Le ministre des Ressources minérales et de l'Energie, Gwede Mantashe, a pris la défense de l'exploration.  "L'Afrique mérite une chance égale de développer ses économies grâce à ses ressources naturelles", a déclaré Mantashe lors d'un point de presse. Et ce, bien que le président Cyril Ramaphosa se soit engagé à ce que le pays abandonne la consommation de charbon et de combustibles fossiles lors de la COP26.

Quelles actions pouvez-vous entreprendre ?

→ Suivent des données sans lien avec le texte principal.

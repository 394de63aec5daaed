//! Errors raised talking to the content store and the compute manager

use thiserror::Error;

pub type Result<T> = std::result::Result<T, ClientError>;

#[derive(Debug, Error)]
pub enum ClientError {
    /// The manager could not be reached or the connection dropped
    #[error("Could not reach the compute manager: {0}")]
    Transport(#[from] reqwest::Error),

    /// The manager answered with a non-success status
    #[error("Manager rejected the call (status {status}): {message}")]
    Rejected { status: u16, message: String },

    /// A body or stored document could not be decoded
    #[error("Malformed payload: {0}")]
    Malformed(String),

    /// A payload could not be encoded before upload
    #[error("Could not encode payload: {0}")]
    Encode(String),

    /// The named folder, blob or session does not exist
    #[error("{0} does not exist")]
    NotFound(String),

    /// Refused locally, nothing was sent
    #[error("Invalid request: {0}")]
    InvalidRequest(String),
}

impl ClientError {
    pub fn rejected(status: u16, message: impl Into<String>) -> Self {
        Self::Rejected {
            status,
            message: message.into(),
        }
    }

    /// True for a missing blob, folder or session
    pub fn is_not_found(&self) -> bool {
        matches!(self, Self::NotFound(_) | Self::Rejected { status: 404, .. })
    }

    /// True when the folder or directory being created already exists
    pub fn is_conflict(&self) -> bool {
        matches!(self, Self::Rejected { status: 409, .. })
    }
}
//! Repository layer
//!
//! Repositories map pipeline documents and component files onto blobs in the
//! pipeline's storage container. They contain no run logic; every call is a
//! small number of reads or writes against the injected [`ContentStore`].
//!
//! [`ContentStore`]: stepline_client::ContentStore

mod files;
mod pipeline;

pub use files::ComponentFiles;
pub use pipeline::{COMPONENTS_KEY, DEFINITION_KEY, PipelineStore};
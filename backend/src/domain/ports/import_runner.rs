//! Driving port for launching a bulk user import.
//!
//! The HTTP trigger endpoint only needs "run one import to completion";
//! production backs this with a CSV-over-PostgreSQL runner, tests with a
//! canned implementation.

use async_trait::async_trait;

use crate::domain::import::{ImportError, ImportSummary};

/// Execute one complete import run.
#[async_trait]
pub trait ImportRunner: Send + Sync {
    /// Run the import to completion and report the accumulated outcome.
    ///
    /// Per-row problems are part of the [`ImportSummary`]; an `Err` means
    /// the run as a whole could not proceed (unreadable resource, missing
    /// header columns).
    async fn run(&self) -> Result<ImportSummary, ImportError>;
}
//! HTTP adapter mapping for domain errors.
//!
//! Keeps the domain error type HTTP-agnostic while letting Actix handlers
//! turn domain failures into consistent JSON responses and status codes.

use actix_web::{HttpResponse, ResponseError, http::StatusCode};
use tracing::error;

use crate::domain::{Error, ErrorCode};

/// Convenient result alias for HTTP handlers.
pub type ApiResult<T> = Result<T, Error>;

fn status_for(code: ErrorCode) -> StatusCode {
    match code {
        ErrorCode::InvalidRequest => StatusCode::BAD_REQUEST,
        ErrorCode::NotFound => StatusCode::NOT_FOUND,
        ErrorCode::Conflict => StatusCode::CONFLICT,
        ErrorCode::InternalError => StatusCode::INTERNAL_SERVER_ERROR,
    }
}

fn redact_if_internal(error: &Error) -> Error {
    if matches!(error.code(), ErrorCode::InternalError) {
        Error::internal("Internal server error")
    } else {
        error.clone()
    }
}

impl ResponseError for Error {
    fn status_code(&self) -> StatusCode {
        status_for(self.code())
    }

    fn error_response(&self) -> HttpResponse {
        if matches!(self.code(), ErrorCode::InternalError) {
            error!(message = self.message(), "request failed with internal error");
        }
        HttpResponse::build(self.status_code()).json(redact_if_internal(self))
    }
}
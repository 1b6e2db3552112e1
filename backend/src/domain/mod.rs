//! Transport-agnostic core: data model, validation, errors, ports, and the
//! bulk import service.

pub mod error;
pub mod import;
pub mod import_jobs;
pub mod loans;
pub mod ports;
pub mod user;

pub use self::error::{Error, ErrorCode};
pub use self::import::{ImportError, ImportSummary, RowIssue};
pub use self::import_jobs::{ImportJobState, ImportJobs};
pub use self::loans::LoanTally;
pub use self::user::{User, UserFields, UserId, UserValidationError};
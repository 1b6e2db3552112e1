//! Shared validation helpers for inbound HTTP adapters.
//!
//! Every helper produces the standard `invalid_request` envelope with
//! `{field, code}` details so clients can programmatically pick out the
//! offending field.

use serde_json::json;

use crate::domain::{Error, UserId, UserValidationError};

/// Build the 400 error for a field that is absent or empty.
pub(crate) fn missing_field_error(field: &'static str) -> Error {
    Error::invalid_request(format!("missing required field: {field}")).with_details(json!({
        "field": field,
        "code": "missing_field",
    }))
}

/// Parse a path segment as a positive user identifier.
pub(crate) fn parse_user_id(raw: &str) -> Result<UserId, Error> {
    raw.parse::<i32>()
        .ok()
        .and_then(|value| UserId::new(value).ok())
        .ok_or_else(|| {
            Error::invalid_request("id must be a positive integer").with_details(json!({
                "field": "id",
                "value": raw,
                "code": "invalid_id",
            }))
        })
}

/// Translate a field validation failure into the 400 envelope.
pub(crate) fn map_validation_error(error: UserValidationError) -> Error {
    let (field, code) = match error {
        UserValidationError::NameTooShort { .. } | UserValidationError::NameInvalidCharacters => {
            ("full_name", "invalid_name")
        }
        UserValidationError::IdDocumentTooShort { .. }
        | UserValidationError::IdDocumentInvalidCharacters => ("id_document", "invalid_id_document"),
        UserValidationError::AddressTooShort { .. } => ("address", "invalid_address"),
        UserValidationError::EmptyCity => ("city", "invalid_city"),
        UserValidationError::PhoneTooShort { .. }
        | UserValidationError::PhoneInvalidCharacters => ("phone_number", "invalid_phone"),
        UserValidationError::InvalidEmail => ("email", "invalid_email"),
        UserValidationError::NonPositiveId => ("id", "invalid_id"),
    };
    Error::invalid_request(error.to_string()).with_details(json!({
        "field": field,
        "code": code,
    }))
}
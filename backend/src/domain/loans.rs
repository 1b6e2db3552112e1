//! Loan aggregates.
//!
//! Loans are read-only in this system; the only view the domain exposes is
//! the per-user count behind the books-by-user report.

use serde::{Deserialize, Serialize};
use utoipa::ToSchema;

/// One row of the loans-per-user report.
#[derive(Debug, Clone, PartialEq, Eq, Serialize, Deserialize, ToSchema)]
pub struct LoanTally {
    /// Identifier of the user the loans belong to.
    #[schema(example = 1)]
    pub user_id: i32,
    /// The user's full name.
    #[schema(example = "Ada Lovelace")]
    pub full_name: String,
    /// Number of loans recorded for the user; zero when none exist.
    #[schema(example = 3)]
    pub total_loans: i64,
}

Apportez votre soutien aux écologistes et aux défenseurs de l'environnement en participant à leurs manifestations et en signant leurs pétitions. Vous pouvez également utiliser les réseaux sociaux pour vous exprimer et ainsi sensibiliser les personnes de votre entourage afin que les entreprises soient tenues pour responsables. 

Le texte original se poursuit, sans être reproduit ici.